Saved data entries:

● ● ● ●

//! cel-pipeline: pure anime-stylization pipeline (sans-IO).
//!
//! Turns a photograph into a flat "anime-style" image through five
//! fixed stages:
//! saturation boost -> edge-preserving smoothing -> posterization ->
//! edge extraction -> edge overlay.
//!
//! This crate has **no I/O dependencies** beyond decoding in-memory
//! bytes -- it operates on pixel buffers and returns pixel buffers.
//! Filesystem traversal and the preset-per-directory batch layout live
//! in the `cel` binary crate.

pub mod color;
pub mod decode;
pub mod edges;
pub mod overlay;
pub mod posterize;
pub mod presets;
pub mod saturate;
pub mod smooth;
pub mod types;

pub use presets::Preset;
pub use types::{GrayImage, Params, PipelineError, RgbImage};

/// Run the full stylization pipeline on a decoded image.
///
/// Pure: the input is never mutated, the output is a new buffer with
/// identical dimensions, and the result is deterministic for identical
/// inputs. Invocations are independent, so callers may parallelize
/// across images or presets freely.
///
/// # Pipeline steps
///
/// 1. Boost HSV saturation by `params.saturation`
/// 2. Edge-preserving bilateral smoothing
///    (`params.smoothing` / `params.edge_sensitivity`)
/// 3. Posterize every channel to `params.levels` levels
/// 4. Extract an inverted Canny line mask from the posterized image
/// 5. AND the mask into the posterized image, drawing black outlines
///
/// # Errors
///
/// Returns [`PipelineError::InvalidParams`] if any parameter is outside
/// its legal domain, [`PipelineError::EmptyImage`] if the input has
/// zero width or height.
pub fn stylize(image: &RgbImage, params: &Params) -> Result<RgbImage, PipelineError> {
    params.validate()?;
    if image.width() == 0 || image.height() == 0 {
        return Err(PipelineError::EmptyImage);
    }

    // 1. Saturation boost.
    let saturated = saturate::boost_saturation(image, params.saturation);

    // 2. Edge-preserving smoothing.
    let smoothed =
        smooth::edge_preserving_smooth(&saturated, params.smoothing, params.edge_sensitivity);

    // 3. Posterization.
    let poster = posterize::posterize(&smoothed, params.levels);

    // 4. Edge extraction (inverted line mask).
    let mask = edges::line_mask(&poster);

    // 5. Edge overlay.
    Ok(overlay::overlay_lines(&poster, &mask))
}

/// Decode raw image bytes and run [`stylize`].
///
/// # Errors
///
/// Returns [`PipelineError::EmptyInput`] for empty bytes,
/// [`PipelineError::ImageDecode`] for unrecognized or corrupt data,
/// plus everything [`stylize`] can return.
pub fn process(image_bytes: &[u8], params: &Params) -> Result<RgbImage, PipelineError> {
    let image = decode::decode_rgb(image_bytes)?;
    stylize(&image, params)
}
//! Saturation boost, the first pipeline stage.
//!
//! Exaggerating saturation before smoothing makes color regions
//! distinct enough to survive posterization as separate flat areas.

use image::{Rgb, RgbImage};

use crate::color::{hsv_to_rgb, rgb_to_hsv};

/// Multiply every pixel's HSV saturation by `factor`, clamping at full
/// saturation.
///
/// A factor of exactly 1.0 returns the image unchanged. Achromatic
/// pixels (saturation 0) are unaffected by any factor.
#[must_use = "returns the saturated image"]
pub fn boost_saturation(image: &RgbImage, factor: f32) -> RgbImage {
    if (factor - 1.0).abs() < f32::EPSILON {
        return image.clone();
    }

    RgbImage::from_fn(image.width(), image.height(), |x, y| {
        let mut hsv = rgb_to_hsv(image.get_pixel(x, y).0);
        hsv.s = (hsv.s * factor).clamp(0.0, 1.0);
        Rgb(hsv_to_rgb(hsv))
    })
}
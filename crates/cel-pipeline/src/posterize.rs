//! Posterization (color quantization), the third pipeline stage.
//!
//! Reduces continuous shading to a small number of flat color bands,
//! the core of the "anime" look. Each channel is floored to a multiple
//! of `256 / levels`.

use image::{Rgb, RgbImage};

/// Quantize every channel of every pixel to `levels` discrete values.
///
/// The step size is `256 / levels` (integer division); each channel
/// becomes `(value / step) * step`, clamped to 255. `levels` of 255
/// leaves the image unchanged (step 1); `levels` of 1 collapses the
/// whole image to black.
///
/// Idempotent: applying the same level count twice equals applying it
/// once. `levels` is validated upstream; a zero here is treated as 1 to
/// keep the function total.
#[must_use = "returns the posterized image"]
#[allow(clippy::cast_possible_truncation)]
pub fn posterize(image: &RgbImage, levels: u8) -> RgbImage {
    let step = 256 / u16::from(levels.max(1));

    RgbImage::from_fn(image.width(), image.height(), |x, y| {
        let pixel = image.get_pixel(x, y).0;
        Rgb(pixel.map(|v| ((u16::from(v) / step) * step).min(255) as u8))
    })
}
//! Image decoding.
//!
//! Accepts raw image bytes (PNG, JPEG, BMP) and produces the
//! three-channel RGB buffer the pipeline operates on. Alpha channels
//! and grayscale inputs are converted; the pipeline itself only ever
//! sees `RgbImage`.

use crate::types::{PipelineError, RgbImage};

/// Decode raw image bytes into an RGB buffer.
///
/// # Errors
///
/// Returns [`PipelineError::EmptyInput`] if `bytes` is empty.
/// Returns [`PipelineError::ImageDecode`] if the format is
/// unrecognized or the data is corrupt.
pub fn decode_rgb(bytes: &[u8]) -> Result<RgbImage, PipelineError> {
    if bytes.is_empty() {
        return Err(PipelineError::EmptyInput);
    }

    let img = image::load_from_memory(bytes)?;
    Ok(img.to_rgb8())
}

#[cfg(test)]
#[allow(clippy::unwrap_used)]
mod tests {
    use super::*;

    /// Encode an RGBA image as PNG bytes.
    fn png_bytes(img: &image::RgbaImage) -> Vec<u8> {
        let mut buf = Vec::new();
        let encoder = image::codecs::png::PngEncoder::new(&mut buf);
        image::ImageEncoder::write_image(
            encoder,
            img.as_raw(),
            img.width(),
            img.height(),
            image::ExtendedColorType::Rgba8,
        )
        .unwrap();
        buf
    }

    #[test]
    fn empty_input_returns_error() {
        assert!(matches!(decode_rgb(&[]), Err(PipelineError::EmptyInput)));
    }

    #[test]
    fn corrupt_bytes_return_decode_error() {
        let result = decode_rgb(&[0xFF, 0xFE, 0x00, 0x01]);
        assert!(matches!(result, Err(PipelineError::ImageDecode(_))));
    }

    #[test]
    fn valid_png_decodes_with_dimensions() {
        let img = image::RgbaImage::from_pixel(17, 31, image::Rgba([10, 20, 30, 255]));
        let rgb = decode_rgb(&png_bytes(&img)).unwrap();
        assert_eq!(rgb.dimensions(), (17, 31));
        assert_eq!(rgb.get_pixel(0, 0).0, [10, 20, 30]);
    }

    #[test]
    fn alpha_channel_is_dropped() {
        let img = image::RgbaImage::from_pixel(2, 2, image::Rgba([200, 100, 50, 128]));
        let rgb = decode_rgb(&png_bytes(&img)).unwrap();
        assert_eq!(rgb.get_pixel(1, 1).0, [200, 100, 50]);
    }
}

● ● ● ●

■ BRIEF:
For the records above, tally the lines in which "operates" appears, and give the number by itself.

■ RESULT FOR THIS EXERCISE:
2